**Dataset extract**

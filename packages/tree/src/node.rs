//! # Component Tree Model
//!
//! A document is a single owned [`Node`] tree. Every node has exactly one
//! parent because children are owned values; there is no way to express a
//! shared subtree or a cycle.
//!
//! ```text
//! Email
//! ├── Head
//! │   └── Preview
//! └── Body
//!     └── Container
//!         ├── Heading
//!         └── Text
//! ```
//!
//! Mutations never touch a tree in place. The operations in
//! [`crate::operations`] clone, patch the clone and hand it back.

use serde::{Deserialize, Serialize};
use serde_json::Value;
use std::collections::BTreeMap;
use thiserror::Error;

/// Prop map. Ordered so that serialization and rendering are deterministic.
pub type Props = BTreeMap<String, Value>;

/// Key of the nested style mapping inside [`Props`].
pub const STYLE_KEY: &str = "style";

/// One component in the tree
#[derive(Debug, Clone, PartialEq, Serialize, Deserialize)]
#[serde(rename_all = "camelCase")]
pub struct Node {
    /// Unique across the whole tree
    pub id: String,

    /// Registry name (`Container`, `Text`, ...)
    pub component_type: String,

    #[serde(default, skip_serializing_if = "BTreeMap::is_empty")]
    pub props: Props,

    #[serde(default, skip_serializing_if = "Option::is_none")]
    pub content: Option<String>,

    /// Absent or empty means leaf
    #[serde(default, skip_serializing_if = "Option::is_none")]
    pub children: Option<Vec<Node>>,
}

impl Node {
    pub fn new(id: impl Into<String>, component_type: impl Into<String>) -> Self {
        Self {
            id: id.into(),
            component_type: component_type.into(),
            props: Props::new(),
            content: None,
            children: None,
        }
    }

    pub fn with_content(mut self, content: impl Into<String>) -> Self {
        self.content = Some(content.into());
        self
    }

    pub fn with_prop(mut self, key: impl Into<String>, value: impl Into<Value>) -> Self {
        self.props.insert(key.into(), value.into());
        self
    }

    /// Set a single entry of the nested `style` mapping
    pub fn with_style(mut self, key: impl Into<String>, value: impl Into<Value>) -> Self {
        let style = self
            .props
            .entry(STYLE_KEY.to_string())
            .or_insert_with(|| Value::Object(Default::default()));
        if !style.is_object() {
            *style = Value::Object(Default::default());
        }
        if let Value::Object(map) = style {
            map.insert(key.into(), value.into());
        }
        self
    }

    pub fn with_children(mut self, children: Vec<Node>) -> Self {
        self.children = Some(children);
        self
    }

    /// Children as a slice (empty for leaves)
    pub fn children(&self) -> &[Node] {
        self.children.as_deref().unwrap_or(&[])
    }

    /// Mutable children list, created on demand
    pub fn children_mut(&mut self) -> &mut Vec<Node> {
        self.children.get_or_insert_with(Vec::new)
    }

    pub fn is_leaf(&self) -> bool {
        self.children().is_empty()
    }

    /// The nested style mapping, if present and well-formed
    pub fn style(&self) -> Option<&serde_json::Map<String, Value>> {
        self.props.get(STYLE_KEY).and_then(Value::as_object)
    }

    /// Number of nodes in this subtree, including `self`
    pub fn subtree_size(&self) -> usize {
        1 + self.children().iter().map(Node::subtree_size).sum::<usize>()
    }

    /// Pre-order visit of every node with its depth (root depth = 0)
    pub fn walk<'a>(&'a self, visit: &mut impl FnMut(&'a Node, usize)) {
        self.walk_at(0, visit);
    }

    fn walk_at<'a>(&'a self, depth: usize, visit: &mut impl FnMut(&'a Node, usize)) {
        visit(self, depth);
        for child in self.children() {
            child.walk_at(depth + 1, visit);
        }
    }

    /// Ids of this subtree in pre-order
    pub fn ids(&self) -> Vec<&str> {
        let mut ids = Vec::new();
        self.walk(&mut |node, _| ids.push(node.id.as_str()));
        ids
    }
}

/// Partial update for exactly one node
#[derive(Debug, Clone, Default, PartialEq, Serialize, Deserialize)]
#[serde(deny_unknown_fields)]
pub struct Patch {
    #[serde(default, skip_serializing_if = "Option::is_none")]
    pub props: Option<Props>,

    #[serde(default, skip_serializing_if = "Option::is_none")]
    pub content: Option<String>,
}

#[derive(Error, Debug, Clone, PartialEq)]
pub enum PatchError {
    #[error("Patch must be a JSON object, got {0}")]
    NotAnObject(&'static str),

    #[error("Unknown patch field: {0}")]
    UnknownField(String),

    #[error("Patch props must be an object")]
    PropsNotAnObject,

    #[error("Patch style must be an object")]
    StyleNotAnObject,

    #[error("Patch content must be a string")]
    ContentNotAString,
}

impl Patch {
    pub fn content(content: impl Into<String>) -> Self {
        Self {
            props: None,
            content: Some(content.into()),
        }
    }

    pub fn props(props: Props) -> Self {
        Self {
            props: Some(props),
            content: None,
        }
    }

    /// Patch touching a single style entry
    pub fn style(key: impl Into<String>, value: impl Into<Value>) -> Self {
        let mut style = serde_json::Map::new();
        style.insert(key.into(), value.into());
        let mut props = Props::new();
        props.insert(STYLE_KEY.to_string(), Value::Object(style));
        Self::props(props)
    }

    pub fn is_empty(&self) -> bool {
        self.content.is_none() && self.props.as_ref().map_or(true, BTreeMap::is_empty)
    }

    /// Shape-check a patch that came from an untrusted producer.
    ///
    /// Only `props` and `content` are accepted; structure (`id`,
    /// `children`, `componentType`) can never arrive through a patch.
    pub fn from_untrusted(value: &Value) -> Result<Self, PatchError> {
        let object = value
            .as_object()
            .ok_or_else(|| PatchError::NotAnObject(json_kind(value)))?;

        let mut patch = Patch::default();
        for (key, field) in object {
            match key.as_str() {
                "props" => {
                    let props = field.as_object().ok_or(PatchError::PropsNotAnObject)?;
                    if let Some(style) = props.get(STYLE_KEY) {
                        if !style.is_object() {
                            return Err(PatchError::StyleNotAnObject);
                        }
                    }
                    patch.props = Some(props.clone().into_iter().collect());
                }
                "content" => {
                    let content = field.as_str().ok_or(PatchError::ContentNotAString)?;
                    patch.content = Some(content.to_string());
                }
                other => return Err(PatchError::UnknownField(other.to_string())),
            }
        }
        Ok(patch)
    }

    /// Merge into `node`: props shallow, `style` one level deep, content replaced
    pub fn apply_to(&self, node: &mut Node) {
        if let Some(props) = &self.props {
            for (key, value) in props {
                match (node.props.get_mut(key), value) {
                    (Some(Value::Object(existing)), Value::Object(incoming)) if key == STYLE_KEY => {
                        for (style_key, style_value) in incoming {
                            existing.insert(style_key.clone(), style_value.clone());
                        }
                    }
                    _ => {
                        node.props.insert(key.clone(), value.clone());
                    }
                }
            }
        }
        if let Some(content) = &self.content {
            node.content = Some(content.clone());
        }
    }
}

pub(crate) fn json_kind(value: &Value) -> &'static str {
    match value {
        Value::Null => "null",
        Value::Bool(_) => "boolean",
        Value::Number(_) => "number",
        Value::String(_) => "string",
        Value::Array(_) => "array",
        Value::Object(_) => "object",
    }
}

==

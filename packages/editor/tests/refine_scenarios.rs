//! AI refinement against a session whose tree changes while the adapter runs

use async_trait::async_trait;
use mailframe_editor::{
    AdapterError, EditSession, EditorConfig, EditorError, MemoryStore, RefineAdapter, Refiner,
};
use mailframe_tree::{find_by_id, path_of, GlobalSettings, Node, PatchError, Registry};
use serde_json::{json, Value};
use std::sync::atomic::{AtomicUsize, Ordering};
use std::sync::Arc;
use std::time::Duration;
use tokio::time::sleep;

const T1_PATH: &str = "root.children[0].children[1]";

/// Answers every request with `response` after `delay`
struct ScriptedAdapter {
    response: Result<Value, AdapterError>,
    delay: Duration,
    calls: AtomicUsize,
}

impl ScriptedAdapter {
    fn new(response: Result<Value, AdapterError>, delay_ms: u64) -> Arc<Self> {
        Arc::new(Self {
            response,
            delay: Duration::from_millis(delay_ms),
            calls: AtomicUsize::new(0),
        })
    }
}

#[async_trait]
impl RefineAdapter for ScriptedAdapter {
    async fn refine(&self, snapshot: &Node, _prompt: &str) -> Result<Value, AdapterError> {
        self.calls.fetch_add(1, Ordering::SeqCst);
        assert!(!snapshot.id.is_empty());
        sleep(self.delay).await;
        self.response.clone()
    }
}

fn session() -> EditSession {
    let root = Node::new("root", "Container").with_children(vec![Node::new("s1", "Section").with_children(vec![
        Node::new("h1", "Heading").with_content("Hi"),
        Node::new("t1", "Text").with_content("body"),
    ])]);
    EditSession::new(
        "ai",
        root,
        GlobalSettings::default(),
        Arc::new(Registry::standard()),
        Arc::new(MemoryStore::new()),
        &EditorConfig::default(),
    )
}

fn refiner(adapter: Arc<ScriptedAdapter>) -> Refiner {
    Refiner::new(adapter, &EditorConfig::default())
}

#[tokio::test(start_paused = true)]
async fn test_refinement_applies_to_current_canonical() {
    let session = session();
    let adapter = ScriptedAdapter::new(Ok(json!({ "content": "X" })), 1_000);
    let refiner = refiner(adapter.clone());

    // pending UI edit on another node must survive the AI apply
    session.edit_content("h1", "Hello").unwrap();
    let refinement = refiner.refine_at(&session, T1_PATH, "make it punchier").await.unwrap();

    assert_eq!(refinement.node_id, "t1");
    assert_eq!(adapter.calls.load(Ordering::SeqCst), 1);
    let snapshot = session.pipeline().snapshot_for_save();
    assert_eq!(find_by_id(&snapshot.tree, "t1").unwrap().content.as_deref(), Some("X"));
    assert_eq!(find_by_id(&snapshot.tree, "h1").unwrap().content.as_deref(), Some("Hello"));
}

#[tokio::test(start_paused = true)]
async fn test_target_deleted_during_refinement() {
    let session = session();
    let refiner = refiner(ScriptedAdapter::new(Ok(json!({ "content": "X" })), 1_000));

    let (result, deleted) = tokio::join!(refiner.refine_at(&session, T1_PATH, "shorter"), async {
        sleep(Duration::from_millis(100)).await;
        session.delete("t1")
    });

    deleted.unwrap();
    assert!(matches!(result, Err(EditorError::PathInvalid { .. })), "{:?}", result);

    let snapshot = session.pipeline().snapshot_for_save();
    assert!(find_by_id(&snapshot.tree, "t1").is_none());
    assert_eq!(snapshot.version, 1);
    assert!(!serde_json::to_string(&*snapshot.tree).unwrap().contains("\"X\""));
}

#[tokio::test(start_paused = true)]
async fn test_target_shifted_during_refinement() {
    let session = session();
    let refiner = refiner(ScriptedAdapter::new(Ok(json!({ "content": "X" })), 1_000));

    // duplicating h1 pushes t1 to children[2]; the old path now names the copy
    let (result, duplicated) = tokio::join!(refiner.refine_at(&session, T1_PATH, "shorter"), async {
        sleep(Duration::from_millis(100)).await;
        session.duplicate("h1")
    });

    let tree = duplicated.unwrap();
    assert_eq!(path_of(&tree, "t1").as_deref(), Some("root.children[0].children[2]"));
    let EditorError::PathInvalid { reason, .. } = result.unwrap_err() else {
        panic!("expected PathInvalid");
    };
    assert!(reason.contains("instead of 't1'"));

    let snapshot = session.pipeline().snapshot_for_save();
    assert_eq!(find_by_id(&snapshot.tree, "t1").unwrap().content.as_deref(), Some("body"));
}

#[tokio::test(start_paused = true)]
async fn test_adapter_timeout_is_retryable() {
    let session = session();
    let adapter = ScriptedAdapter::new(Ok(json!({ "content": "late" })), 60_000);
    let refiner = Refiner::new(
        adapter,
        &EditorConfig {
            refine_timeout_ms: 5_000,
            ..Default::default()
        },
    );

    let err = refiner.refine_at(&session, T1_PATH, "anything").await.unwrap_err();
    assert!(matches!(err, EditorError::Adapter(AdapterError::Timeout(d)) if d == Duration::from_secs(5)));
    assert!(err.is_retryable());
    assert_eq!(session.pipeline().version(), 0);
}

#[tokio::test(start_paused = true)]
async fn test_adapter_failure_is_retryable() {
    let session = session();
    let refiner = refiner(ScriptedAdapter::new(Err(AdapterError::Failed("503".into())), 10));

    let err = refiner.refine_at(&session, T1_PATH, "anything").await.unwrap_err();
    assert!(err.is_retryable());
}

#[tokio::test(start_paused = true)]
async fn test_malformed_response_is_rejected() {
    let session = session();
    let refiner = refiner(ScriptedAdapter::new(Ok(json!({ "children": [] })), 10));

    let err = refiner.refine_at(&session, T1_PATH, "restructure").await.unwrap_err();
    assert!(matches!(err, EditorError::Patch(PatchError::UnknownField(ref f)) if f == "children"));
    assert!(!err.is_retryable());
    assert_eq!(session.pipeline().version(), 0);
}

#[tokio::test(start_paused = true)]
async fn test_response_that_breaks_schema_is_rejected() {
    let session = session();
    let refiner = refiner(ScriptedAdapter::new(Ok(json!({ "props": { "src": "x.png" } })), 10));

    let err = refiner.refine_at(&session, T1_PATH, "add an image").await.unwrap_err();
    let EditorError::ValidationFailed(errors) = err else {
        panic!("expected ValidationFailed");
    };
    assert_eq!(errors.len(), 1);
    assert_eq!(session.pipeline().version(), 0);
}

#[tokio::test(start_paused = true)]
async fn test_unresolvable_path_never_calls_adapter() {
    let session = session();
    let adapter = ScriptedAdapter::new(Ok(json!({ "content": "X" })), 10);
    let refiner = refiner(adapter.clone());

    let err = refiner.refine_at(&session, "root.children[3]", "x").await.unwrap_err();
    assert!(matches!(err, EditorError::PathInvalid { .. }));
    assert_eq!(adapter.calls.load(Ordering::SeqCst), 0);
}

---

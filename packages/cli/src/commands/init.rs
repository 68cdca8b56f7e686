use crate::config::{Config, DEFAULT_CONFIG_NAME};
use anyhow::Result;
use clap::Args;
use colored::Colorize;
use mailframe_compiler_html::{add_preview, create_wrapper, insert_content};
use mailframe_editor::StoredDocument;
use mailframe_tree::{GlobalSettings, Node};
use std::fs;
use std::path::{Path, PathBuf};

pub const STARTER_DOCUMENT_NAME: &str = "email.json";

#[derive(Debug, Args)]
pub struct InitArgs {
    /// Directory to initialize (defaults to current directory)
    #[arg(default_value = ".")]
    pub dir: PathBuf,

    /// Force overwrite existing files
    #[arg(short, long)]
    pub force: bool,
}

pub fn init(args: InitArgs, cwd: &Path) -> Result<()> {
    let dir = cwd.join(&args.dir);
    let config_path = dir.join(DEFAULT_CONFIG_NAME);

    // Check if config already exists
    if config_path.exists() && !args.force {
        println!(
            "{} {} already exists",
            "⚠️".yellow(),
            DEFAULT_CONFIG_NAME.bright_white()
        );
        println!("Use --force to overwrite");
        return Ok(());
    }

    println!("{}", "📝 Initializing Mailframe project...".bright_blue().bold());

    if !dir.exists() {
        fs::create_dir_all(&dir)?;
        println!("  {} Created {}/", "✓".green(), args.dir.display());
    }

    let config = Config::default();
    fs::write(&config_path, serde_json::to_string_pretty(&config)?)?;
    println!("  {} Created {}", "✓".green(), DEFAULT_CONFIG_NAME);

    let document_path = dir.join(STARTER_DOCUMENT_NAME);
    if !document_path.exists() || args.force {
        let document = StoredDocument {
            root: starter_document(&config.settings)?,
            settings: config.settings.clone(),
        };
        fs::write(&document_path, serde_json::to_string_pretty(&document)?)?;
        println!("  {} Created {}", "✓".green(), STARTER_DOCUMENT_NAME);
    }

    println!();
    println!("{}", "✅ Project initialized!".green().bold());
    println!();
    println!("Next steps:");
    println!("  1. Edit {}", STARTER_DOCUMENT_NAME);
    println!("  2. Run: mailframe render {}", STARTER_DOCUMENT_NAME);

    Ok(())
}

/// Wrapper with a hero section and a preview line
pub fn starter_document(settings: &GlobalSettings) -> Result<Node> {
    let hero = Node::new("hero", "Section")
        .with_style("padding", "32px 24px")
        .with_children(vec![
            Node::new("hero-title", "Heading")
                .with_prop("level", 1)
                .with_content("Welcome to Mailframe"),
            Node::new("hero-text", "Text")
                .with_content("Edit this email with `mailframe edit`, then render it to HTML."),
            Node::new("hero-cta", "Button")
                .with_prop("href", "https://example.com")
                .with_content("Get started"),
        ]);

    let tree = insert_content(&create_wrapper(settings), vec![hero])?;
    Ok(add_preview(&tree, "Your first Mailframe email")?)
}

**Work item**
Send back exactly the lines of the listing above starting at the one with "filename packages/tree/src/node.rs" and ending at the one with "pub type Props = BTreeMap<String, Value>;", inclusive, and no others.

**Your response**
filename packages/tree/src/node.rs
//! # Component Tree Model
//!
//! A document is a single owned [`Node`] tree. Every node has exactly one
//! parent because children are owned values; there is no way to express a
//! shared subtree or a cycle.
//!
//! ```text
//! Email
//! ├── Head
//! │   └── Preview
//! └── Body
//!     └── Container
//!         ├── Heading
//!         └── Text
//! ```
//!
//! Mutations never touch a tree in place. The operations in
//! [`crate::operations`] clone, patch the clone and hand it back.

use serde::{Deserialize, Serialize};
use serde_json::Value;
use std::collections::BTreeMap;
use thiserror::Error;

/// Prop map. Ordered so that serialization and rendering are deterministic.
pub type Props = BTreeMap<String, Value>;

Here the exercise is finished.